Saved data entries
+ + + +
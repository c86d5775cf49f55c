//! Command handlers. Each one issues `client.call` and renders the result.

use serde_json::json;
use tabled::{Table, Tabled};

use crate::daemon::methods;
use crate::error::Result;
use crate::models::TaskRecord;
use crate::rpc::client::RpcClient;
use crate::scheduler::ScheduledTask;

pub async fn ping(client: &RpcClient) -> Result<()> {
    let result = client.call(methods::DAEMON_PING, None).await?;
    let uptime = result["uptime"].as_u64().unwrap_or(0);
    println!("Daemon status: {} (uptime {} ms)", result["status"].as_str().unwrap_or("?"), uptime);
    Ok(())
}

pub async fn run(client: &RpcClient, prompt: String) -> Result<()> {
    let result = client
        .call(methods::TASK_START, Some(json!({"prompt": prompt})))
        .await?;
    println!("Started task {}", result["taskId"].as_str().unwrap_or("?"));
    Ok(())
}

#[derive(Tabled)]
struct TaskRow {
    #[tabled(rename = "ID")]
    id: String,
    #[tabled(rename = "Status")]
    status: String,
    #[tabled(rename = "Prompt")]
    prompt: String,
    #[tabled(rename = "Updated")]
    updated: String,
}

impl From<&TaskRecord> for TaskRow {
    fn from(task: &TaskRecord) -> Self {
        Self {
            id: task.id.clone(),
            status: task.status.as_str().to_string(),
            prompt: truncate(&task.prompt, 40),
            updated: task.updated_at.format("%Y-%m-%d %H:%M").to_string(),
        }
    }
}

pub async fn list(client: &RpcClient) -> Result<()> {
    let result = client.call(methods::TASK_LIST, None).await?;
    let tasks: Vec<TaskRecord> = serde_json::from_value(result)?;
    if tasks.is_empty() {
        println!("No tasks found.");
        return Ok(());
    }
    let rows: Vec<TaskRow> = tasks.iter().map(TaskRow::from).collect();
    println!("{}", Table::new(rows));
    Ok(())
}

pub async fn schedule(client: &RpcClient, cron: String, prompt: String) -> Result<()> {
    let result = client
        .call(
            methods::TASK_SCHEDULE,
            Some(json!({"cron": cron, "prompt": prompt})),
        )
        .await?;
    let task: ScheduledTask = serde_json::from_value(result)?;
    println!("Scheduled {} ({})", task.id, task.cron_expression);
    match task.next_run_at {
        Some(next) => println!("  Next run: {}", next.format("%Y-%m-%d %H:%M")),
        None => println!("  Next run: none within 7 days"),
    }
    Ok(())
}

#[derive(Tabled)]
struct ScheduledRow {
    #[tabled(rename = "ID")]
    id: String,
    #[tabled(rename = "Cron")]
    cron: String,
    #[tabled(rename = "Prompt")]
    prompt: String,
    #[tabled(rename = "Next Run")]
    next_run: String,
    #[tabled(rename = "Last Run")]
    last_run: String,
}

impl From<&ScheduledTask> for ScheduledRow {
    fn from(task: &ScheduledTask) -> Self {
        let format_run = |at: Option<chrono::DateTime<chrono::Local>>| {
            at.map(|t| t.format("%Y-%m-%d %H:%M").to_string())
                .unwrap_or_else(|| "-".to_string())
        };
        Self {
            id: task.id.clone(),
            cron: task.cron_expression.clone(),
            prompt: truncate(&task.prompt, 30),
            next_run: format_run(task.next_run_at),
            last_run: format_run(task.last_run_at),
        }
    }
}

pub async fn list_scheduled(client: &RpcClient) -> Result<()> {
    let result = client.call(methods::TASK_LIST_SCHEDULED, None).await?;
    let tasks: Vec<ScheduledTask> = serde_json::from_value(result)?;
    if tasks.is_empty() {
        println!("No scheduled tasks.");
        return Ok(());
    }
    let rows: Vec<ScheduledRow> = tasks.iter().map(ScheduledRow::from).collect();
    println!("{}", Table::new(rows));
    Ok(())
}

pub async fn cancel_scheduled(client: &RpcClient, id: String) -> Result<()> {
    let result = client
        .call(methods::TASK_CANCEL_SCHEDULED, Some(json!({"id": id})))
        .await?;
    if result["cancelled"].as_bool().unwrap_or(false) {
        println!("Cancelled {}", id);
    } else {
        println!("No scheduled task with id {}", id);
    }
    Ok(())
}

fn truncate(text: &str, max: usize) -> String {
    if text.chars().count() <= max {
        text.to_string()
    } else {
        let cut: String = text.chars().take(max.saturating_sub(1)).collect();
        format!("{}…", cut)
    }
}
+ + + +
What is being asked - Please quote nothing but the lines from the line with "if text.chars().count() <= max" through the end of the data above, exactly as written, ends included.

Finished task -
    if text.chars().count() <= max {
        text.to_string()
    } else {
        let cut: String = text.chars().take(max.saturating_sub(1)).collect();
        format!("{}…", cut)
    }
}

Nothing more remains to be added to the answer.